Craving Resurrection Page 61

I’d never understood their relationship, and I didn’t think I ever would. They’d spent so many years apart, but it seemed that it took only days before they fell into a loving relationship that rivaled how they’d been when I was young. My mum smiled and laughed and looked at him with tenderness, and it had been difficult to adjust to at first. Eventually, though, I’d come to the realization that their relationship wasn’t my business. I’d been taking care of my mum for so long that it had been hard to let go, but she’d wanted me to. She needed him in a way that a son could never fill. She needed her man, and as odd as it was for me, I had to accept that she was happier than I could ever remember.

I heard the front door open and close as Amy moved slightly behind me, and I relaxed into the bed again, pulling her arm more tightly around my waist as her hips met my ass.

I’d just closed my eyes again when I heard it.

The house shook as the thunderously loud noise hit my ears, and I was up and out of bed before I was fully aware of what was happening.

“Patrick?” Amy called frantically as I threw open the door to our bedroom and raced toward the front door.

“Mum!” I yelled as I ran outside and caught sight of the burning mass of metal that had been my mum’s car. “Mum!”

I couldn’t see anyone near it, but the minute I got close enough to search more thoroughly, the car next to it caught fire. I stumbled back when a wave of heat blasted against my bare chest. Both cars were burning then, lighting up the early morning and breaking through the quiet with the sound of creaking metal and odd popping noises.

“Jesus Christ,” I gasped in horror.
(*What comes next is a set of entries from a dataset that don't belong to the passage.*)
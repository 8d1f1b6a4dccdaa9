//! Display and simulation constants.

// --- Simulation clock ---

/// Default tick interval in milliseconds.
pub const DEFAULT_TICK_INTERVAL_MS: u64 = 2000;

/// Smallest accepted tick interval in milliseconds.
pub const MIN_TICK_INTERVAL_MS: u64 = 1;

/// Milliseconds per hour (knots × hours = nautical miles).
pub const MS_PER_HOUR: f64 = 3_600_000.0;

/// Milliseconds per second.
pub const MS_PER_SECOND: f64 = 1000.0;

// --- Initial kinematics ---

/// Own ship initial course (degrees true).
pub const OWN_SHIP_INITIAL_COURSE: f64 = 0.0;

/// Own ship initial speed (knots).
pub const OWN_SHIP_INITIAL_SPEED: f64 = 10.0;

/// Target initial course (degrees true), heading East.
pub const TARGET_INITIAL_COURSE: f64 = 90.0;

/// Target initial speed (knots).
pub const TARGET_INITIAL_SPEED: f64 = 8.0;

/// Target initial position relative to own ship (nautical miles, x = East, y = North).
pub const TARGET_INITIAL_POSITION: (f64, f64) = (3.0, 3.0);

// --- World / viewport ---

/// Default world bounds (nautical miles): min x, min y, max x, max y.
pub const DEFAULT_WORLD_BOUNDS: (f64, f64, f64, f64) = (-10.0, -10.0, 10.0, 10.0);

/// Default viewport width in pixels.
pub const DEFAULT_VIEWPORT_WIDTH: f64 = 800.0;

/// Default viewport height in pixels.
pub const DEFAULT_VIEWPORT_HEIGHT: f64 = 600.0;

/// Smallest viewport dimension in pixels; smaller sizes are clamped.
pub const MIN_VIEWPORT_DIMENSION: f64 = 1.0;

// --- Geometry tolerances ---

/// Tolerance used to deduplicate line/rectangle intersection points.
pub const INTERSECTION_DEDUP_EPSILON: f64 = 1e-6;

/// Segments shorter than this are treated as degenerate.
pub const DEGENERATE_LENGTH_EPSILON: f64 = 1e-12;

// --- Shaded region ---

/// Default clearance between the bearing line and the hatch (pixels).
pub const DEFAULT_SAFETY_MARGIN_PX: f64 = 5.0;

/// Hatch fill opacity (0.0 - 1.0).
pub const HATCH_OPACITY: f64 = 150.0 / 255.0;

// --- Sensor layout ---

/// Distance the towed sensor trails astern of own ship (nautical miles).
pub const SENSOR_TRAIL_DISTANCE_NM: f64 = 0.5;

// --- Vector presentation ---

/// Lead time represented by own-ship and adopted-track vectors (minutes).
pub const VECTOR_LEAD_MINUTES: f64 = 6.0;

/// Lead time represented by the trial-course vector (minutes).
pub const TRIAL_VECTOR_MINUTES: f64 = 5.5;

/// Trial course offset from own course (degrees).
pub const TRIAL_COURSE_OFFSET_DEG: f64 = 20.0;

/// Bearing-rate indicator length per degree/second of rate (nautical miles).
pub const BEARING_RATE_SCALE_NM: f64 = 20.0;

/// Maximum bearing-rate indicator length (nautical miles).
pub const BEARING_RATE_MAX_NM: f64 = 3.0;

/// Rates below this magnitude draw no bearing-rate indicator (degrees/second).
pub const BEARING_RATE_EPSILON: f64 = 1e-9;

/// Default arrowhead length (pixels).
pub const DEFAULT_HEAD_LENGTH: f64 = 12.0;

/// Default arrowhead half-angle (degrees).
pub const DEFAULT_HEAD_ANGLE_DEG: f64 = 25.0;

/// Bearing-rate arrowhead length (pixels).
pub const RATE_HEAD_LENGTH: f64 = 8.0;

/// Bearing-rate arrowhead half-angle (degrees).
pub const RATE_HEAD_ANGLE_DEG: f64 = 30.0;

/// Default tactical vector line width (pixels).
pub const DEFAULT_VECTOR_WIDTH: f64 = 2.0;

/// Default sonar beam width (degrees).
pub const DEFAULT_BEAM_WIDTH_DEG: f64 = 2.0;

/// Default bearing line stroke width (pixels).
pub const DEFAULT_BEAM_LINE_WIDTH: f64 = 4.0;

/// Ship / sensor / contact marker radius (pixels).
pub const MARKER_RADIUS_PX: f64 = 6.0;

// --- Grid ---

/// Coordinate grid spacing (nautical miles).
pub const GRID_SPACING_NM: f64 = 2.0;

/// Coordinate grid line width (pixels).
pub const GRID_LINE_WIDTH: f64 = 1.0;

/// Most grid lines drawn along one axis; finer spacing is coarsened.
pub const MAX_GRID_LINES_PER_AXIS: usize = 100;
I glanced back at the house and felt my heart stutter in my chest.

“Get in de fuckin’ house!” I yelled at Amy, running toward where she was silhouetted in the doorframe in nothing but one of my t-shirts. “Get inside!”

I wrapped my arm around her waist as I reached her and practically threw her inside. She’d been so close, fuck me, she’d been so close.
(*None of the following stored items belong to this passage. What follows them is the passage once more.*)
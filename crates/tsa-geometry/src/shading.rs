//! Inactive-coverage shading: the hatched half-plane on the far side of
//! the bearing line from own ship.
//!
//! The bearing line is extended across the viewport, pushed away from
//! itself by a clearance gap toward the shade side, and closed against
//! the viewport corners beyond it. The gap is at least the safety margin
//! and grows to the nearest tracked vector endpoint, so the hatch never
//! crowds the beam or the vectors drawn over it.

use tsa_core::constants::{DEFAULT_SAFETY_MARGIN_PX, DEGENERATE_LENGTH_EPSILON};
use tsa_core::types::{LineSegment, Point2D, Rect};

use crate::geometry::{convex_hull, line_rect_intersection, perpendicular_distance, side_of_line};

/// Output of [`ShadedRegionBuilder::build`], all in screen space.
#[derive(Debug, Clone, PartialEq)]
pub struct ShadedRegion {
    /// Hull-ordered polygon to fill. Empty for a degenerate bearing line.
    pub polygon: Vec<Point2D>,
    /// Bearing line extended to the viewport, oriented like the input line.
    pub extended: LineSegment,
    /// The extended line shifted by `gap` toward the shade side.
    pub offset_edge: LineSegment,
    /// Clearance between the bearing line and the hatch (pixels).
    pub gap: f64,
    /// Whether the shaded side is the positive `side_of_line` side.
    pub shade_positive: bool,
}

/// Builds the clearance-aware hatch polygon.
#[derive(Debug, Clone, Copy, PartialEq)]
pub struct ShadedRegionBuilder {
    safety_margin: f64,
}

impl Default for ShadedRegionBuilder {
    fn default() -> Self {
        Self::new(DEFAULT_SAFETY_MARGIN_PX)
    }
}

impl ShadedRegionBuilder {
    /// Builder with a given minimum clearance in pixels (negative is treated as zero).
    pub fn new(safety_margin: f64) -> Self {
        Self {
            safety_margin: safety_margin.max(0.0),
        }
    }

    pub fn safety_margin(&self) -> f64 {
        self.safety_margin
    }

    /// Build the hatch polygon for one frame.
    ///
    /// `line` is the bearing line, `ship` the own-ship marker and
    /// `endpoints` every vector endpoint rendered this frame, all in
    /// screen space.
    pub fn build(&self, line: LineSegment, viewport: &Rect, ship: Point2D, endpoints: &[Point2D]) -> ShadedRegion {
        let LineSegment { a, b } = line;
        let ship_positive = side_of_line(a, b, ship) > 0.0;
        let shade_positive = !ship_positive;

        if line.length() <= DEGENERATE_LENGTH_EPSILON {
            log::debug!("shaded region: degenerate bearing line at {a}, nothing to shade");
            return ShadedRegion {
                polygon: Vec::new(),
                extended: line,
                offset_edge: line,
                gap: self.safety_margin,
                shade_positive,
            };
        }

        let extended = oriented_like(line_rect_intersection(a, b, viewport), line);
        let (p1, p2) = (extended.a, extended.b);

        // Unit normal on the positive side of p1 → p2.
        let normal = (p2 - p1).perp().normalize();
        let toward_shade = if shade_positive { normal } else { -normal };

        let gap = clearance_gap(p1, p2, endpoints, self.safety_margin);
        let offset_p1 = p1 + toward_shade * gap;
        let offset_p2 = p2 + toward_shade * gap;

        // Corners beyond the offset edge, then the edge itself.
        let mut candidates: Vec<Point2D> = viewport
            .corners()
            .into_iter()
            .filter(|c| (side_of_line(offset_p1, offset_p2, *c) > 0.0) == shade_positive)
            .collect();
        candidates.push(offset_p2);
        candidates.push(offset_p1);

        let polygon = convex_hull(&candidates);
        log::trace!(
            "shaded region: gap {gap:.2}px, {} candidates, {} hull vertices",
            candidates.len(),
            polygon.len()
        );

        ShadedRegion {
            polygon,
            extended,
            offset_edge: LineSegment::new(offset_p1, offset_p2),
            gap,
            shade_positive,
        }
    }
}

/// Clearance between the bearing line `p1 → p2` and the hatch.
///
/// The largest of `safety_margin` and the smallest perpendicular distance
/// from any endpoint to the line; just `safety_margin` with no endpoints.
pub fn clearance_gap(p1: Point2D, p2: Point2D, endpoints: &[Point2D], safety_margin: f64) -> f64 {
    endpoints
        .iter()
        .map(|e| perpendicular_distance(p1, p2, *e))
        .filter(|d| d.is_finite())
        .reduce(f64::min)
        .map_or(safety_margin, |nearest| nearest.max(safety_margin))
}

/// Flip `segment` if it runs against `reference`.
fn oriented_like(segment: LineSegment, reference: LineSegment) -> LineSegment {
    if segment.direction().dot(reference.direction()) < 0.0 {
        LineSegment::new(segment.b, segment.a)
    } else {
        segment
    }
}

#[cfg(test)]
mod tests {
    use super::*;
    use approx::assert_abs_diff_eq;

    fn viewport() -> Rect {
        Rect::from_size(800.0, 600.0)
    }

    fn horizontal_line() -> LineSegment {
        LineSegment::new(Point2D::new(100.0, 300.0), Point2D::new(700.0, 300.0))
    }

    #[test]
    fn test_shades_side_away_from_ship() {
        let builder = ShadedRegionBuilder::default();
        // Ship above the line on screen (smaller y).
        let region = builder.build(horizontal_line(), &viewport(), Point2D::new(400.0, 100.0), &[]);

        assert_eq!(region.gap, DEFAULT_SAFETY_MARGIN_PX);
        assert!(!region.polygon.is_empty());
        for v in &region.polygon {
            assert!(v.y >= 300.0 + DEFAULT_SAFETY_MARGIN_PX - 1e-9, "vertex {v} intrudes on ship side");
        }
        // Bottom corners are part of the hatch.
        assert!(region.polygon.contains(&Point2D::new(800.0, 600.0)));
        assert!(region.polygon.contains(&Point2D::new(0.0, 600.0)));
    }

    #[test]
    fn test_extension_preserves_orientation() {
        let builder = ShadedRegionBuilder::default();
        let line = LineSegment::new(Point2D::new(80.0, 480.0), Point2D::new(720.0, 80.0));
        let region = builder.build(line, &viewport(), Point2D::new(720.0, 80.0), &[]);
        assert!(region.extended.direction().dot(line.direction()) > 0.0);
        assert_abs_diff_eq!(region.extended.a.x, 0.0, epsilon = 1e-9);
        assert_abs_diff_eq!(region.extended.b.x, 800.0, epsilon = 1e-9);
    }

    #[test]
    fn test_gap_grows_to_nearest_endpoint() {
        let builder = ShadedRegionBuilder::new(5.0);
        let endpoints = [Point2D::new(200.0, 340.0), Point2D::new(500.0, 270.0)];
        let region = builder.build(horizontal_line(), &viewport(), Point2D::new(400.0, 100.0), &endpoints);
        assert_abs_diff_eq!(region.gap, 30.0, epsilon = 1e-9);
        assert_abs_diff_eq!(region.offset_edge.a.y, 330.0, epsilon = 1e-9);
    }

    #[test]
    fn test_gap_never_below_margin() {
        let on_line = [Point2D::new(300.0, 300.0)];
        let gap = clearance_gap(Point2D::new(0.0, 300.0), Point2D::new(800.0, 300.0), &on_line, 5.0);
        assert_eq!(gap, 5.0);
        let gap = clearance_gap(Point2D::new(0.0, 300.0), Point2D::new(800.0, 300.0), &[], 7.5);
        assert_eq!(gap, 7.5);
    }

    #[test]
    fn test_degenerate_line_gives_empty_polygon() {
        let p = Point2D::new(50.0, 50.0);
        let region = ShadedRegionBuilder::default().build(LineSegment::new(p, p), &viewport(), Point2D::ZERO, &[]);
        assert!(region.polygon.is_empty());
    }

    #[test]
    fn test_line_outside_viewport_still_produces_polygon() {
        // Extension falls back to the unclipped segment.
        let line = LineSegment::new(Point2D::new(900.0, 0.0), Point2D::new(900.0, 600.0));
        let region = ShadedRegionBuilder::default().build(line, &viewport(), Point2D::new(1000.0, 300.0), &[]);
        assert_eq!(region.extended, line);
        assert!(region.polygon.len() >= 3);
    }

    #[test]
    fn test_negative_margin_clamped() {
        assert_eq!(ShadedRegionBuilder::new(-3.0).safety_margin(), 0.0);
    }
}
//! Constant-velocity kinematics and bearing/range/rate measurement.
//!
//! Positions are nautical miles and speeds knots, so a step of
//! `speed * Δt_hours` is exactly nautical miles.

use tsa_core::constants::{MS_PER_HOUR, MS_PER_SECOND};
use tsa_core::state::SimulationState;
use tsa_core::types::{normalize_bearing, Point2D};
use tsa_geometry::vectors::{course_unit, range_and_bearing, wrap_bearing_delta};

/// Displacement (nm) after `dt_hours` at `speed_kn` on `course_deg`.
pub fn displacement(course_deg: f64, speed_kn: f64, dt_hours: f64) -> Point2D {
    course_unit(course_deg) * (speed_kn * dt_hours)
}

/// Fill in bearing and range from the positions; rate is left untouched.
pub fn measure(state: &mut SimulationState) {
    let (range, bearing) = range_and_bearing(state.relative_position());
    state.range_nm = range;
    state.bearing_deg = bearing;
}

/// Compute the state one interval of `dt_ms` after `prev`.
///
/// `prev` is not modified; the caller publishes the returned state.
pub fn advance(prev: &SimulationState, dt_ms: u64) -> SimulationState {
    let dt_ms = dt_ms as f64;
    let dt_hours = dt_ms / MS_PER_HOUR;
    let dt_sec = dt_ms / MS_PER_SECOND;

    let mut next = SimulationState {
        tick: prev.tick + 1,
        time_sec: prev.time_sec + dt_sec,
        own_ship_pos: prev.own_ship_pos
            + displacement(prev.own_ship_course_deg, prev.own_ship_speed_kn, dt_hours),
        target_pos: prev.target_pos
            + displacement(prev.target_course_deg, prev.target_speed_kn, dt_hours),
        ..prev.clone()
    };
    measure(&mut next);

    next.bearing_rate_deg_per_sec = if dt_sec > 0.0 {
        wrap_bearing_delta(next.bearing_deg - prev.bearing_deg) / dt_sec
    } else {
        0.0
    };
    next
}

/// Place the target at `range_nm` on `bearing_deg` from own ship and
/// re-measure, so the jump does not show up as bearing rate.
pub fn with_target_fix(state: &SimulationState, bearing_deg: f64, range_nm: f64) -> SimulationState {
    let mut fixed = SimulationState {
        target_pos: state.own_ship_pos + course_unit(normalize_bearing(bearing_deg)) * range_nm.max(0.0),
        ..state.clone()
    };
    measure(&mut fixed);
    fixed
}

/// Replace own ship course and speed, keeping position.
pub fn with_own_ship(state: &SimulationState, course_deg: f64, speed_kn: f64) -> SimulationState {
    SimulationState {
        own_ship_course_deg: normalize_bearing(course_deg),
        own_ship_speed_kn: speed_kn.max(0.0),
        ..state.clone()
    }
}

/// Replace target course and speed, keeping position.
pub fn with_target(state: &SimulationState, course_deg: f64, speed_kn: f64) -> SimulationState {
    SimulationState {
        target_course_deg: normalize_bearing(course_deg),
        target_speed_kn: speed_kn.max(0.0),
        ..state.clone()
    }
}

#[cfg(test)]
mod tests {
    use super::*;
    use approx::assert_abs_diff_eq;

    #[test]
    fn test_knots_times_hours_is_nautical_miles() {
        let d = displacement(0.0, 10.0, 1.0);
        assert_abs_diff_eq!(d.x, 0.0, epsilon = 1e-12);
        assert_abs_diff_eq!(d.y, 10.0, epsilon = 1e-12);

        let d = displacement(90.0, 8.0, 0.5);
        assert_abs_diff_eq!(d.x, 4.0, epsilon = 1e-12);
        assert_abs_diff_eq!(d.y, 0.0, epsilon = 1e-12);
    }

    #[test]
    fn test_advance_moves_both_ships() {
        let mut s = SimulationState::default();
        measure(&mut s);
        let next = advance(&s, 3_600_000);

        assert_eq!(next.tick, 1);
        assert_abs_diff_eq!(next.time_sec, 3600.0, epsilon = 1e-9);
        assert_abs_diff_eq!(next.own_ship_pos.y, 10.0, epsilon = 1e-9);
        assert_abs_diff_eq!(next.target_pos.x, 11.0, epsilon = 1e-9);
        assert_abs_diff_eq!(next.target_pos.y, 3.0, epsilon = 1e-9);
        // Relative (11, -7).
        assert_abs_diff_eq!(next.range_nm, (11.0f64 * 11.0 + 49.0).sqrt(), epsilon = 1e-9);
        assert!(next.bearing_deg > 90.0 && next.bearing_deg < 180.0);
    }

    #[test]
    fn test_advance_does_not_touch_previous() {
        let s = SimulationState::default();
        let before = s.clone();
        let _ = advance(&s, 2000);
        assert_eq!(s, before);
    }

    #[test]
    fn test_zero_interval_has_zero_rate() {
        let s = SimulationState::default();
        let next = advance(&s, 0);
        assert_eq!(next.bearing_rate_deg_per_sec, 0.0);
    }

    #[test]
    fn test_course_updates_normalize() {
        let s = with_own_ship(&SimulationState::default(), -90.0, -4.0);
        assert_eq!(s.own_ship_course_deg, 270.0);
        assert_eq!(s.own_ship_speed_kn, 0.0);

        let s = with_target(&s, 370.0, 12.0);
        assert_eq!(s.target_course_deg, 10.0);
        assert_eq!(s.target_speed_kn, 12.0);
    }

    #[test]
    fn test_target_fix_from_bearing_and_range() {
        let state = SimulationState {
            own_ship_pos: Point2D::new(1.0, 1.0),
            ..SimulationState::default()
        };
        let fixed = with_target_fix(&state, 90.0, 4.0);
        assert_abs_diff_eq!(fixed.target_pos.x, 5.0, epsilon = 1e-12);
        assert_abs_diff_eq!(fixed.target_pos.y, 1.0, epsilon = 1e-12);
        assert_abs_diff_eq!(fixed.bearing_deg, 90.0, epsilon = 1e-9);
        assert_abs_diff_eq!(fixed.range_nm, 4.0, epsilon = 1e-12);
        assert_eq!(fixed.target_course_deg, state.target_course_deg);
    }
}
“What’s happening?” Amy cried, pulling at the skin on my arms as I tried to turn away from her.

“Patrick?” The voice was quiet, a shell-shocked whisper that barely reached my ears, but had me automatically turning toward it.

I stumbled toward the back of the house and found her.

I’ll never forget my mother’s ravaged face as she met my eyes from where she was kneeling on the floor of her room. She knew. The minute it had happened, she knew.

“He was heatin’ up the car,” she whispered brokenly, her hands raised palm up in front of her.

“Oh, my God,” Amy whispered behind me.

I was frozen as I stared into my mother’s tear-filled eyes, but my wife wasn’t. When I didn’t move, Amy shoved past me and dropped to the floor next to her.

“You’re okay,” she said over and over again, as she pulled my mum into her arms. “Patrick will take care of things. You’re okay.” Amy began to cry as Mum’s wails filled the house and my body came back to life.

I’d been so worried about making sure that Amy was safe that I hadn’t even tried to save whomever was in the car.

My Da. Maybe I could still save him.

I could hear sirens in the distance, so I tossed my pistol into a drawer on my way outside and ran to my mum’s car. It was still burning, the flames shooting into the sky, but I forced myself to get close enough that I could see inside the driver’s window.

I didn’t see him at first, but as I got close enough that I could feel little embers burning my skin, I finally found him.

He was inside still, lying across the seats, and I felt my entire body go numb as I took three stumbling steps backward.

I didn’t bother trying to get him out. He was quite obviously already gone.

Chapter 31

Amy

The days after Robbie’s death were unbelievably hard.

I hadn’t known him well. His personality didn’t invite deep conversation, but I’d lived with him for months and he’d loved the same two people that I did. He’d been a quiet guy, very polite, and he’d worshipped Peg.

Watching Peg in agony was one of the hardest things I’d ever gone through because I didn’t know how to help her. She’d become a shell of the woman I knew, and seemed to walk around in a fog when she actually made the effort to get out of bed.

Patrick had gone so deep inside his head that he was barely there, even when he was sitting right next to me. He didn’t sleep. He carried a pistol with him at all times and seemed to be waiting for something. I felt him drifting away, farther and farther, as he tried to come to terms with what had happened.

As if you could ever come to terms with something so violent.

I didn’t understand it all. The whispers and the comments from neighbors went right over my head, but I knew with certainty that if Patrick didn’t get his shit together quickly, things would only get worse.

Three days after we had Robbie’s funeral in the same church we’d been married in, I’d had enough.

I knew Patrick was devastated. I knew how devastated he was. But Peg wasn’t getting out of bed, and Patrick wasn’t going in to work, and something had to happen. Life hadn’t stopped, but the two Gallaghers had. They’d come to a complete standstill, and I was terrified out of my mind.

“Peg, are you hungry?” I called quietly into her darkened bedroom. I didn’t want to wake her up if she was sleeping, but she hadn’t been eating very much. Her slight frame couldn’t afford to miss any more meals.